Alter Wiener was born 1926 in Chrzanów, Poland, to a vibrant and very religious family. He lost his mother when he just four years old. “I do not remember her face,” he says remorsefully. His father remarried and Alter recalls, “My stepmother treated me and my older brother very well. She was as devoted to us as she was to her own child.” Alter’s father had a successful business, which he inherited from his parents. “We had a relatively good life; not lacking anything that was available in those times,” he adds.
Since it was mandatory to attend public school, Alter and his brother got their religious instruction during the afternoon. The Wiener family was Jewish and devout. His father’s motto was always, “Hate hatred and shun violence.” Alter recalls:
In retrospect, it seems to me, that life in those days was very meaningful. There was an abundance of love, and care for each other. The values, such as faith, honesty, righteousness, respect for the elderly, personal responsibilities, to be industrious and eager to learn, that I cherish today, were instilled at home; we were practically sheltered from the outside world’s negative influence.

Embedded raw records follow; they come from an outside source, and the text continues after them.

//! Command list markers
//!
//! Buffering and execution of the list itself happen in the dispatcher; these
//! handlers only open the list.

use super::dispatcher::{
    Args, CommandList, CommandRegistry, Context, HandlerResult, RegistryError, COMMAND_LIST_END,
};
use super::error::AckError;
use super::response::Response;

pub fn register(registry: &mut CommandRegistry) -> Result<(), RegistryError> {
    registry.register("^command_list_begin$", begin)?;
    registry.register("^command_list_ok_begin$", ok_begin)?;
    registry.register("^command_list_end$", end)?;
    Ok(())
}

fn open(ctx: &mut Context<'_>, list_ok: bool) -> HandlerResult {
    if ctx.session.in_command_list {
        return Err(AckError::arg("Nested command lists are not allowed"));
    }
    ctx.session.command_list = Some(CommandList {
        items: Vec::new(),
        list_ok,
    });
    Ok(Response::new())
}

fn begin(ctx: &mut Context<'_>, _args: &Args<'_>) -> HandlerResult {
    open(ctx, false)
}

fn ok_begin(ctx: &mut Context<'_>, _args: &Args<'_>) -> HandlerResult {
    open(ctx, true)
}

/// Only reached when no list is open
fn end(_ctx: &mut Context<'_>, _args: &Args<'_>) -> HandlerResult {
    Err(AckError::unknown_command(COMMAND_LIST_END))
}
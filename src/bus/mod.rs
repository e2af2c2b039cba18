//! Event bus for change notification
//!
//! Keeps a registry of live session mailboxes. Publishing a subsystem marks
//! it pending in every mailbox and wakes any session idling on it. Pending
//! subsystems are a set, so repeated publishes coalesce until collected.

mod events;

pub use events::{ParseSubsystemError, Subsystem};

use std::collections::{BTreeSet, HashMap};
use std::sync::atomic::{AtomicU64, Ordering};
use std::sync::{Arc, Mutex, MutexGuard, PoisonError, RwLock};
use tokio::sync::Notify;

/// Identifies one connected session in the registry
pub type SessionId = u64;

/// Per-session event mailbox
#[derive(Debug, Default)]
pub struct Mailbox {
    pending: Mutex<BTreeSet<Subsystem>>,
    notify: Notify,
}

impl Mailbox {
    fn pending(&self) -> MutexGuard<'_, BTreeSet<Subsystem>> {
        self.pending.lock().unwrap_or_else(PoisonError::into_inner)
    }

    fn post(&self, subsystem: Subsystem) {
        self.pending().insert(subsystem);
        self.notify.notify_one();
    }

    /// Remove and return the pending subsystems that are in `subscriptions`.
    ///
    /// Pending events outside the subscription set stay pending.
    pub fn take_matching(&self, subscriptions: &BTreeSet<Subsystem>) -> Vec<Subsystem> {
        let mut pending = self.pending();
        let matched: Vec<Subsystem> = pending.intersection(subscriptions).copied().collect();
        for subsystem in &matched {
            pending.remove(subsystem);
        }
        matched
    }

    /// Snapshot of pending subsystems
    pub fn pending_snapshot(&self) -> BTreeSet<Subsystem> {
        self.pending().clone()
    }

    /// Wait until something is posted to this mailbox.
    ///
    /// A post that happened before the call completes the wait immediately.
    pub async fn notified(&self) {
        self.notify.notified().await;
    }
}

/// Event bus handle for publishing subsystem changes
#[derive(Default)]
pub struct EventBus {
    sessions: RwLock<HashMap<SessionId, Arc<Mailbox>>>,
    next_id: AtomicU64,
}

impl EventBus {
    pub fn new() -> Self {
        Self::default()
    }

    /// Register a new session and return its id and mailbox
    pub fn register(&self) -> (SessionId, Arc<Mailbox>) {
        let id = self.next_id.fetch_add(1, Ordering::Relaxed) + 1;
        let mailbox = Arc::new(Mailbox::default());
        self.sessions
            .write()
            .unwrap_or_else(PoisonError::into_inner)
            .insert(id, mailbox.clone());
        tracing::debug!("Session {} registered on event bus", id);
        (id, mailbox)
    }

    /// Remove a session; it receives no further events
    pub fn unregister(&self, id: SessionId) {
        let removed = self
            .sessions
            .write()
            .unwrap_or_else(PoisonError::into_inner)
            .remove(&id);
        if removed.is_some() {
            tracing::debug!("Session {} removed from event bus", id);
        }
    }

    /// Publish a change to every live session
    pub fn publish(&self, subsystem: Subsystem) {
        let sessions = self.sessions.read().unwrap_or_else(PoisonError::into_inner);
        tracing::trace!("Publishing {} to {} sessions", subsystem, sessions.len());
        for mailbox in sessions.values() {
            mailbox.post(subsystem);
        }
    }

    /// Get the number of live sessions
    pub fn subscriber_count(&self) -> usize {
        self.sessions
            .read()
            .unwrap_or_else(PoisonError::into_inner)
            .len()
    }
}

/// Shared event bus wrapped in Arc for thread-safe sharing
pub type SharedBus = Arc<EventBus>;

/// Create a new shared event bus
pub fn create_bus() -> SharedBus {
    Arc::new(EventBus::new())
}
//! Audio output commands. There is a single output with id 0.

use super::dispatcher::{Args, CommandRegistry, Context, HandlerResult, RegistryError};
use super::error::AckError;
use super::response::Response;
use crate::engine::OUTPUT_NAME;

pub fn register(registry: &mut CommandRegistry) -> Result<(), RegistryError> {
    registry.register(r#"^disableoutput "?(?P<outputid>\d+)"?$"#, disableoutput)?;
    registry.register(r#"^enableoutput "?(?P<outputid>\d+)"?$"#, enableoutput)?;
    registry.register("^outputs$", outputs)?;
    Ok(())
}

fn set_enabled(ctx: &mut Context<'_>, args: &Args<'_>, enabled: bool) -> HandlerResult {
    let id: u32 = args.int("outputid")?;
    if id != 0 {
        return Err(AckError::no_exist("No such audio output"));
    }
    ctx.core.set_output_enabled(enabled);
    Ok(Response::new())
}

fn disableoutput(ctx: &mut Context<'_>, args: &Args<'_>) -> HandlerResult {
    set_enabled(ctx, args, false)
}

fn enableoutput(ctx: &mut Context<'_>, args: &Args<'_>) -> HandlerResult {
    set_enabled(ctx, args, true)
}

fn outputs(ctx: &mut Context<'_>, _args: &Args<'_>) -> HandlerResult {
    Ok(Response::new()
        .pair("outputid", 0)
        .pair("outputname", OUTPUT_NAME)
        .pair("outputenabled", u8::from(ctx.core.output_enabled())))
}
use anyhow::Result;
use async_trait::async_trait;

use crate::models::{PlaylistSummary, Query, Tlid, Track};

// =============================================================================
// Startable - Uniform service lifecycle trait
// =============================================================================

/// Trait for long-running services that can be started/stopped uniformly.
#[async_trait]
pub trait Startable: Send + Sync {
    /// Service name used in logs (e.g., "mpd")
    fn name(&self) -> &'static str;

    /// Start the service. No-op if already running or can't start.
    async fn start(&self) -> Result<()>;

    /// Stop the service gracefully.
    async fn stop(&self);

    /// Whether this service can be started (e.g., has required config).
    /// Default: true.
    async fn can_start(&self) -> bool {
        true
    }
}

/// Macro to implement Startable trait with minimal boilerplate.
///
/// Services must implement:
/// - `async fn start_internal(&self) -> Result<()>`
/// - `async fn stop_internal(&self)`
///
/// Usage:
/// ```ignore
/// impl_startable!(MpdServer, "mpd");
/// ```
#[macro_export]
macro_rules! impl_startable {
    ($service:ty, $name:literal) => {
        #[async_trait::async_trait]
        impl $crate::adapters::Startable for $service {
            fn name(&self) -> &'static str {
                $name
            }

            async fn start(&self) -> anyhow::Result<()> {
                self.start_internal().await
            }

            async fn stop(&self) {
                self.stop_internal().await
            }
        }
    };
}

// =============================================================================
// Audio player collaborator
// =============================================================================

#[derive(Debug, Clone, PartialEq, Eq, thiserror::Error)]
pub enum AudioError {
    #[error("audio output unavailable: {0}")]
    Unavailable(String),
    #[error("cannot play {uri}: {reason}")]
    Playback { uri: String, reason: String },
}

/// Notification sent by a player when a track runs out on its own
#[derive(Debug, Clone, Copy, PartialEq, Eq)]
pub struct TrackFinished {
    pub tlid: Tlid,
}

/// Audio engine the playback state machine drives.
///
/// Calls are made while the core is locked, so implementations must not block.
pub trait AudioPlayer: Send + Sync {
    fn load_and_play(&self, tlid: Tlid, track: &Track) -> Result<(), AudioError>;
    fn pause(&self) -> Result<(), AudioError>;
    fn resume(&self) -> Result<(), AudioError>;
    fn stop(&self) -> Result<(), AudioError>;
    fn seek(&self, position_ms: u64) -> Result<(), AudioError>;
    /// Elapsed time of the loaded track in milliseconds
    fn elapsed(&self) -> u64;
}

// =============================================================================
// Library collaborator
// =============================================================================

#[derive(Debug, Clone, PartialEq, Eq, thiserror::Error)]
pub enum LibraryError {
    #[error("library backend failed: {0}")]
    Backend(String),
}

/// Track source for one or more URI schemes
pub trait LibraryProvider: Send + Sync {
    /// URI schemes served by this provider (e.g., "local")
    fn uri_schemes(&self) -> Vec<String>;
    fn lookup(&self, uri: &str) -> Result<Option<Track>, LibraryError>;
    fn search(&self, query: &Query) -> Result<Vec<Track>, LibraryError>;
    fn find_exact(&self, query: &Query) -> Result<Vec<Track>, LibraryError>;
    /// Every track, used for stats and `list`
    fn tracks(&self) -> Result<Vec<Track>, LibraryError>;
}

// =============================================================================
// Stored playlist collaborator
// =============================================================================

#[derive(Debug, thiserror::Error)]
pub enum StoreError {
    #[error("no such playlist: {0}")]
    NotFound(String),
    #[error("playlist already exists: {0}")]
    AlreadyExists(String),
    #[error("invalid playlist name: {0}")]
    InvalidName(String),
    #[error("playlist storage failed: {0}")]
    Io(#[from] std::io::Error),
    #[error("playlist file is corrupt: {0}")]
    Corrupt(#[from] serde_json::Error),
}

/// Persistent named playlists
pub trait PlaylistStore: Send + Sync {
    fn list(&self) -> Result<Vec<PlaylistSummary>, StoreError>;
    fn load(&self, name: &str) -> Result<Vec<Track>, StoreError>;
    /// Create or replace a playlist
    fn save(&self, name: &str, tracks: &[Track]) -> Result<(), StoreError>;
    fn delete(&self, name: &str) -> Result<(), StoreError>;
    fn rename(&self, old: &str, new: &str) -> Result<(), StoreError>;

    fn exists(&self, name: &str) -> Result<bool, StoreError> {
        Ok(self.list()?.iter().any(|summary| summary.name == name))
    }
}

The normalcy of daily life came to an end in September 1939.
“Since my hometown was close to the German border, we were urged to flee to the interior of Poland. By horse and wagon, we managed to trek about 50 miles till the German invading army caught up with us.” Alter’s father hired the horse and wagon to transport his family, but he did not join in the attempted escape because the Polish retreating army ordered him to stay behind and supply it with provisions stored at his business.

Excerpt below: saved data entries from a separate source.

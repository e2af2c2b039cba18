//! Connection commands: close, kill, password, ping

use super::dispatcher::{Args, CommandRegistry, Context, HandlerResult, RegistryError};
use super::error::AckError;
use super::response::Response;

pub fn register(registry: &mut CommandRegistry) -> Result<(), RegistryError> {
    registry.register_open("^close$", close)?;
    registry.register("^kill$", kill)?;
    registry.register_open(r#"^password "(?P<password>[^"]+)"$"#, password)?;
    registry.register_open(r#"^password (?P<password>\S+)$"#, password)?;
    registry.register_open("^ping$", ping)?;
    Ok(())
}

/// Close the connection without a response
fn close(ctx: &mut Context<'_>, _args: &Args<'_>) -> HandlerResult {
    ctx.session.close_requested = true;
    Ok(Response::new())
}

/// Stopping the server from a client is never allowed
fn kill(_ctx: &mut Context<'_>, _args: &Args<'_>) -> HandlerResult {
    Err(AckError::permission("kill"))
}

fn password(ctx: &mut Context<'_>, args: &Args<'_>) -> HandlerResult {
    let given = args.required("password")?;
    if ctx.password == Some(given) {
        ctx.session.authenticated = true;
        tracing::debug!("Client authenticated");
        Ok(Response::new())
    } else {
        Err(AckError::password())
    }
}

fn ping(_ctx: &mut Context<'_>, _args: &Args<'_>) -> HandlerResult {
    Ok(Response::new())
}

On 9 November 1939, my father was shot, left to bleed, and eventually to expire, and thrown into a pit, together with 36 other victims, by German soldiers. In November, when public transportation was partially restored, my stepmother, two brothers and I trekked back to our home in Chrzanów. The apartment was looted, and the worst of all, we could not find out the whereabouts of our father. In December, that pit was opened, the bodies exhumed, and my father’s partially decomposed body was identified…

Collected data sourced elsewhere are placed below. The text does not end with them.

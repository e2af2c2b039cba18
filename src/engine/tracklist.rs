//! Tracklist model
//!
//! Ordered queue of tracks. Each entry gets a tlid at insertion that is never
//! reused. Every structural mutation bumps `version` and publishes
//! `playlist` on the bus.

use rand::rngs::StdRng;
use rand::seq::SliceRandom;
use rand::SeedableRng;

use crate::bus::{SharedBus, Subsystem};
use crate::models::{TlTrack, Tlid, Track};

#[derive(Debug, Clone, Copy, PartialEq, Eq, thiserror::Error)]
pub enum TracklistError {
    #[error("No such song")]
    NoSuchTlid(Tlid),
    #[error("Bad song index")]
    BadIndex,
}

pub struct Tracklist {
    entries: Vec<TlTrack>,
    next_tlid: Tlid,
    version: u32,
    rng: StdRng,
    bus: SharedBus,
}

impl Tracklist {
    pub fn new(bus: SharedBus) -> Self {
        Self::with_rng(bus, StdRng::from_entropy())
    }

    /// Create with a fixed random source, for reproducible shuffles
    pub fn with_rng(bus: SharedBus, rng: StdRng) -> Self {
        Self {
            entries: Vec::new(),
            next_tlid: 1,
            version: 0,
            rng,
            bus,
        }
    }

    // =========================================================================
    // Queries
    // =========================================================================

    pub fn version(&self) -> u32 {
        self.version
    }

    pub fn len(&self) -> usize {
        self.entries.len()
    }

    pub fn is_empty(&self) -> bool {
        self.entries.is_empty()
    }

    pub fn entries(&self) -> &[TlTrack] {
        &self.entries
    }

    pub fn get(&self, tlid: Tlid) -> Option<&TlTrack> {
        self.entries.iter().find(|entry| entry.tlid == tlid)
    }

    pub fn contains(&self, tlid: Tlid) -> bool {
        self.get(tlid).is_some()
    }

    pub fn index_of(&self, tlid: Tlid) -> Option<usize> {
        self.entries.iter().position(|entry| entry.tlid == tlid)
    }

    pub fn at(&self, position: usize) -> Option<&TlTrack> {
        self.entries.get(position)
    }

    /// Entries with the given URI, with their positions
    pub fn find_uri(&self, uri: &str) -> Vec<(usize, &TlTrack)> {
        self.entries
            .iter()
            .enumerate()
            .filter(|(_, entry)| entry.track.uri == uri)
            .collect()
    }

    /// Entries changed since `version`.
    ///
    /// Any older version gets the whole list; the current or a newer one gets
    /// nothing. Clients polling `plchanges` rely on this.
    pub fn changes_since(&self, version: i64) -> &[TlTrack] {
        if version < i64::from(self.version) {
            &self.entries
        } else {
            &[]
        }
    }

    // =========================================================================
    // Mutations
    // =========================================================================

    fn bump_version(&mut self) {
        self.version += 1;
        self.bus.publish(Subsystem::Playlist);
    }

    fn make_entries(&mut self, tracks: Vec<Track>) -> Vec<TlTrack> {
        tracks
            .into_iter()
            .map(|track| {
                let entry = TlTrack::new(self.next_tlid, track);
                self.next_tlid += 1;
                entry
            })
            .collect()
    }

    /// Append tracks at the end
    pub fn append(&mut self, tracks: Vec<Track>) -> Vec<TlTrack> {
        let added = self.make_entries(tracks);
        if !added.is_empty() {
            self.entries.extend(added.iter().cloned());
            self.bump_version();
        }
        added
    }

    /// Insert tracks at `position`, or append when `position` is None
    pub fn insert_at(
        &mut self,
        tracks: Vec<Track>,
        position: Option<usize>,
    ) -> Result<Vec<TlTrack>, TracklistError> {
        let position = position.unwrap_or(self.entries.len());
        if position > self.entries.len() {
            return Err(TracklistError::BadIndex);
        }
        let added = self.make_entries(tracks);
        if !added.is_empty() {
            self.entries
                .splice(position..position, added.iter().cloned());
            self.bump_version();
        }
        Ok(added)
    }

    pub fn remove(&mut self, tlid: Tlid) -> Result<TlTrack, TracklistError> {
        let index = self
            .index_of(tlid)
            .ok_or(TracklistError::NoSuchTlid(tlid))?;
        let removed = self.entries.remove(index);
        self.bump_version();
        Ok(removed)
    }

    /// Remove `[start, end)`.
    ///
    /// `end` defaults to the length and is clamped when it overruns, but a
    /// `start` that selects nothing is an error.
    pub fn remove_range(
        &mut self,
        start: usize,
        end: Option<usize>,
    ) -> Result<Vec<TlTrack>, TracklistError> {
        let end = end.unwrap_or(self.entries.len()).min(self.entries.len());
        if start >= end {
            return Err(TracklistError::BadIndex);
        }
        let removed: Vec<TlTrack> = self.entries.drain(start..end).collect();
        self.bump_version();
        Ok(removed)
    }

    /// Move `[start, end)` so that it begins at `to`.
    ///
    /// An empty range (`start == end`) moves the single entry at `start`.
    pub fn move_range(&mut self, start: usize, end: usize, to: usize) -> Result<(), TracklistError> {
        let end = if start == end {
            end.checked_add(1).ok_or(TracklistError::BadIndex)?
        } else {
            end
        };
        let len = self.entries.len();
        if start > end || end > len {
            return Err(TracklistError::BadIndex);
        }
        let count = end - start;
        if to > len - count {
            return Err(TracklistError::BadIndex);
        }
        let moved: Vec<TlTrack> = self.entries.drain(start..end).collect();
        self.entries.splice(to..to, moved);
        self.bump_version();
        Ok(())
    }

    pub fn swap(&mut self, pos1: usize, pos2: usize) -> Result<(), TracklistError> {
        let len = self.entries.len();
        if pos1 >= len || pos2 >= len {
            return Err(TracklistError::BadIndex);
        }
        self.entries.swap(pos1, pos2);
        self.bump_version();
        Ok(())
    }

    pub fn swap_tlids(&mut self, tlid1: Tlid, tlid2: Tlid) -> Result<(), TracklistError> {
        let pos1 = self
            .index_of(tlid1)
            .ok_or(TracklistError::NoSuchTlid(tlid1))?;
        let pos2 = self
            .index_of(tlid2)
            .ok_or(TracklistError::NoSuchTlid(tlid2))?;
        self.swap(pos1, pos2)
    }

    /// Shuffle `[start, end)` in place; the whole list when both are None
    pub fn shuffle(&mut self, start: Option<usize>, end: Option<usize>) -> Result<(), TracklistError> {
        let len = self.entries.len();
        if let (Some(start), Some(end)) = (start, end) {
            if start >= end {
                return Err(TracklistError::BadIndex);
            }
        }
        if matches!(start, Some(start) if start >= len) {
            return Err(TracklistError::BadIndex);
        }
        if matches!(end, Some(end) if end > len) {
            return Err(TracklistError::BadIndex);
        }
        let start = start.unwrap_or(0);
        let end = end.unwrap_or(len);
        self.entries[start..end].shuffle(&mut self.rng);
        self.bump_version();
        Ok(())
    }

    pub fn clear(&mut self) {
        self.entries.clear();
        self.bump_version();
    }
}

#[cfg(test)]
mod tests {
    use super::*;
    use crate::bus::create_bus;

    fn tracks(names: &[&str]) -> Vec<Track> {
        names
            .iter()
            .map(|name| Track::new(format!("local:{}", name)).with_name(*name))
            .collect()
    }

    fn tracklist(names: &[&str]) -> Tracklist {
        let mut tracklist = Tracklist::with_rng(create_bus(), StdRng::seed_from_u64(7));
        tracklist.append(tracks(names));
        tracklist
    }

    fn names(tracklist: &Tracklist) -> Vec<String> {
        tracklist
            .entries()
            .iter()
            .map(|entry| entry.track.name.clone().unwrap_or_default())
            .collect()
    }

    #[test]
    fn test_tlids_increase_and_are_never_reused() {
        let mut tracklist = tracklist(&["a", "b", "c"]);
        let tlids: Vec<Tlid> = tracklist.entries().iter().map(|e| e.tlid).collect();
        assert_eq!(tlids, vec![1, 2, 3]);

        tracklist.remove(3).unwrap();
        let added = tracklist.append(tracks(&["d"]));
        assert_eq!(added[0].tlid, 4);
    }

    #[test]
    fn test_version_strictly_increases_over_mutations() {
        let mut tracklist = tracklist(&["a", "b", "c", "d"]);
        let mut last = tracklist.version();
        let mut check = |tracklist: &Tracklist| {
            assert!(tracklist.version() > last);
            last = tracklist.version();
        };

        tracklist.remove(2).unwrap();
        check(&tracklist);
        tracklist.move_range(0, 1, 2).unwrap();
        check(&tracklist);
        tracklist.shuffle(None, None).unwrap();
        check(&tracklist);
        tracklist.swap(0, 1).unwrap();
        check(&tracklist);
        tracklist.append(tracks(&["e"]));
        check(&tracklist);
        tracklist.clear();
        check(&tracklist);
    }

    #[test]
    fn test_failed_mutation_keeps_version() {
        let mut tracklist = tracklist(&["a", "b"]);
        let version = tracklist.version();

        assert_eq!(tracklist.remove(99), Err(TracklistError::NoSuchTlid(99)));
        assert_eq!(tracklist.swap(0, 5), Err(TracklistError::BadIndex));
        assert_eq!(tracklist.version(), version);
    }

    #[test]
    fn test_changes_since() {
        let mut tracklist = tracklist(&["a", "b"]);
        let version = i64::from(tracklist.version());

        assert!(tracklist.changes_since(version).is_empty());
        assert_eq!(tracklist.changes_since(version - 1).len(), 2);
        assert_eq!(tracklist.changes_since(-1).len(), 2);

        tracklist.remove(1).unwrap();
        assert_eq!(tracklist.changes_since(version).len(), 1);
        assert!(tracklist.changes_since(version + 1).is_empty());
        assert!(tracklist.changes_since(version + 10).is_empty());
    }

    #[test]
    fn test_removal_keeps_other_tlids() {
        let mut tracklist = tracklist(&["a", "b", "c", "d"]);
        let before: Vec<(String, Tlid)> = tracklist
            .entries()
            .iter()
            .map(|e| (e.track.uri.clone(), e.tlid))
            .collect();

        tracklist.remove(2).unwrap();
        tracklist.remove_range(0, Some(1)).unwrap();

        for entry in tracklist.entries() {
            assert!(before.contains(&(entry.track.uri.clone(), entry.tlid)));
        }
    }

    #[test]
    fn test_remove_range_start_errors_end_clamps() {
        let mut tracklist = tracklist(&["a", "b", "c", "d", "e"]);

        assert_eq!(
            tracklist.remove_range(5, None),
            Err(TracklistError::BadIndex)
        );
        assert_eq!(
            tracklist.remove_range(7, Some(9)),
            Err(TracklistError::BadIndex)
        );
        assert_eq!(
            tracklist.remove_range(2, Some(2)),
            Err(TracklistError::BadIndex)
        );
        assert_eq!(tracklist.len(), 5);

        let removed = tracklist.remove_range(3, Some(100)).unwrap();
        assert_eq!(removed.len(), 2);
        assert_eq!(names(&tracklist), vec!["a", "b", "c"]);
    }

    #[test]
    fn test_move_and_inverse_move_round_trip() {
        let original = vec!["a", "b", "c", "d", "e", "f"];
        let cases = [(0, 2, 3), (1, 4, 0), (5, 6, 0), (2, 3, 5), (0, 6, 0), (3, 5, 1)];

        for (start, end, to) in cases {
            let mut tracklist = tracklist(&original);
            tracklist.move_range(start, end, to).unwrap();
            tracklist.move_range(to, to + (end - start), start).unwrap();
            assert_eq!(names(&tracklist), original, "move {}:{} to {}", start, end, to);
        }
    }

    #[test]
    fn test_move_range() {
        let mut tracklist = tracklist(&["a", "b", "c", "d", "e", "f"]);
        tracklist.move_range(1, 3, 3).unwrap();
        assert_eq!(names(&tracklist), vec!["a", "d", "e", "b", "c", "f"]);

        tracklist.move_range(5, 5, 0).unwrap();
        assert_eq!(names(&tracklist), vec!["f", "a", "d", "e", "b", "c"]);

        assert_eq!(tracklist.move_range(4, 6, 5), Err(TracklistError::BadIndex));
        assert_eq!(tracklist.move_range(0, 7, 0), Err(TracklistError::BadIndex));
    }

    #[test]
    fn test_move_range_rejects_huge_positions() {
        let mut tracklist = tracklist(&["a", "b"]);
        let version = tracklist.version();

        assert_eq!(
            tracklist.move_range(0, 1, usize::MAX),
            Err(TracklistError::BadIndex)
        );
        assert_eq!(
            tracklist.move_range(usize::MAX, usize::MAX, 0),
            Err(TracklistError::BadIndex)
        );
        assert_eq!(tracklist.move_range(0, 1, 2), Err(TracklistError::BadIndex));
        assert_eq!(names(&tracklist), vec!["a", "b"]);
        assert_eq!(tracklist.version(), version);
    }

    #[test]
    fn test_swap_keeps_identity() {
        let mut tracklist = tracklist(&["a", "b", "c"]);
        tracklist.swap_tlids(1, 3).unwrap();

        assert_eq!(names(&tracklist), vec!["c", "b", "a"]);
        assert_eq!(tracklist.at(0).unwrap().tlid, 3);
        assert_eq!(tracklist.at(2).unwrap().tlid, 1);
        assert_eq!(tracklist.swap_tlids(1, 9), Err(TracklistError::NoSuchTlid(9)));
    }

    #[test]
    fn test_shuffle_sub_range_keeps_outside() {
        let mut tracklist = tracklist(&["a", "b", "c", "d", "e", "f", "g", "h"]);
        tracklist.shuffle(Some(2), Some(6)).unwrap();

        let after = names(&tracklist);
        assert_eq!(&after[..2], &["a", "b"]);
        assert_eq!(&after[6..], &["g", "h"]);
        let mut middle = after[2..6].to_vec();
        middle.sort();
        assert_eq!(middle, vec!["c", "d", "e", "f"]);
    }

    #[test]
    fn test_shuffle_bounds() {
        let mut tracklist = tracklist(&["a", "b", "c"]);
        assert_eq!(tracklist.shuffle(Some(2), Some(1)), Err(TracklistError::BadIndex));
        assert_eq!(tracklist.shuffle(Some(3), None), Err(TracklistError::BadIndex));
        assert_eq!(tracklist.shuffle(None, Some(4)), Err(TracklistError::BadIndex));
        assert!(tracklist.shuffle(Some(1), None).is_ok());
    }

    #[test]
    fn test_insert_at() {
        let mut tracklist = tracklist(&["a", "c"]);
        let added = tracklist.insert_at(tracks(&["b"]), Some(1)).unwrap();
        assert_eq!(added[0].tlid, 3);
        assert_eq!(names(&tracklist), vec!["a", "b", "c"]);

        tracklist.insert_at(tracks(&["d"]), None).unwrap();
        assert_eq!(names(&tracklist), vec!["a", "b", "c", "d"]);

        assert_eq!(
            tracklist.insert_at(tracks(&["x"]), Some(9)),
            Err(TracklistError::BadIndex)
        );
    }

    #[test]
    fn test_mutation_publishes_playlist() {
        let bus = create_bus();
        let (_, mailbox) = bus.register();
        let mut tracklist = Tracklist::new(bus);

        tracklist.append(tracks(&["a"]));
        assert!(mailbox.pending_snapshot().contains(&Subsystem::Playlist));
    }
}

“The Wieners showed up to sort through the bodies of the dead, who were so far beyond recognition Wiener’s stepmother was only able to identify her husband by his clothes” (“He decided to be ‘better, not bitter’” by Callie White, The Daily World, 12 Oct 2009). This traumatic experience has haunted Alter, some seventy years later, ever since. “It was such a formative experience, I have nightmares to this day remembering the partially decomposed face of my father,” Alter says. (continued below)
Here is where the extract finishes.